[Start of section]

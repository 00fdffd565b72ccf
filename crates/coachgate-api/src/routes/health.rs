//! 헬스 체크 endpoint.
//!
//! 로드밸런서나 오케스트레이션 시스템(Kubernetes 등)에서 사용됩니다.

use axum::{
    extract::State,
    http::StatusCode,
    response::IntoResponse,
    routing::get,
    Json, Router,
};
use serde::{Deserialize, Serialize};
use std::sync::Arc;
use utoipa::ToSchema;

use crate::state::AppState;

/// 헬스 체크 응답 구조체.
#[derive(Debug, Serialize, Deserialize, ToSchema)]
pub struct HealthResponse {
    /// 전체 서비스 상태 ("healthy" | "unhealthy")
    pub status: String,

    /// API 버전
    pub version: String,

    /// 서버 업타임(초)
    pub uptime_secs: i64,

    /// 현재 시간 (ISO 8601)
    pub timestamp: String,

    /// 개별 컴포넌트 상태
    pub components: ComponentHealth,
}

/// 개별 컴포넌트 상태.
#[derive(Debug, Serialize, Deserialize, ToSchema)]
pub struct ComponentHealth {
    /// 자격증명 저장소 상태
    pub credential_store: ComponentStatus,
}

/// 컴포넌트 상태.
#[derive(Debug, Serialize, Deserialize, ToSchema)]
pub struct ComponentStatus {
    /// 상태 ("up" | "down")
    pub status: String,

    /// 추가 정보 (선택적)
    #[serde(skip_serializing_if = "Option::is_none")]
    pub message: Option<String>,
}

impl ComponentStatus {
    /// 정보 포함 정상 상태.
    pub fn up_with_info(message: impl Into<String>) -> Self {
        Self {
            status: "up".to_string(),
            message: Some(message.into()),
        }
    }

    /// 비정상 상태.
    pub fn down(message: impl Into<String>) -> Self {
        Self {
            status: "down".to_string(),
            message: Some(message.into()),
        }
    }
}

/// 간단한 헬스 체크 (liveness probe용).
///
/// GET /health
#[utoipa::path(
    get,
    path = "/health",
    responses((status = 200, description = "서버 응답 가능", body = String)),
    tag = "health"
)]
pub async fn health_check() -> impl IntoResponse {
    (StatusCode::OK, "OK")
}

/// 상세 헬스 체크 (readiness probe용).
///
/// 저장소 연결이 끊어져 있으면 503을 반환합니다.
/// GET /health/ready
#[utoipa::path(
    get,
    path = "/health/ready",
    responses(
        (status = 200, description = "요청 처리 가능", body = HealthResponse),
        (status = 503, description = "저장소 연결 실패", body = HealthResponse)
    ),
    tag = "health"
)]
pub async fn health_ready(State(state): State<Arc<AppState>>) -> impl IntoResponse {
    let (status, status_code, store_status) = if state.is_store_healthy().await {
        (
            "healthy",
            StatusCode::OK,
            ComponentStatus::up_with_info(state.storage_kind),
        )
    } else {
        (
            "unhealthy",
            StatusCode::SERVICE_UNAVAILABLE,
            ComponentStatus::down("연결 실패"),
        )
    };

    let response = HealthResponse {
        status: status.to_string(),
        version: state.version.clone(),
        uptime_secs: state.uptime_secs(),
        timestamp: chrono::Utc::now().to_rfc3339(),
        components: ComponentHealth {
            credential_store: store_status,
        },
    };

    (status_code, Json(response))
}

/// 헬스 체크 라우터 생성.
pub fn health_router() -> Router<Arc<AppState>> {
    Router::new()
        .route("/", get(health_check))
        .route("/ready", get(health_ready))
}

[End of section]

TASK STATEMENT :: Find each line in the data above with the word "down", then copy it.

RESPONSE TO THE TASK ::
    /// 상태 ("up" | "down")
    pub fn down(message: impl Into<String>) -> Self {
            status: "down".to_string(),
            ComponentStatus::down("연결 실패"),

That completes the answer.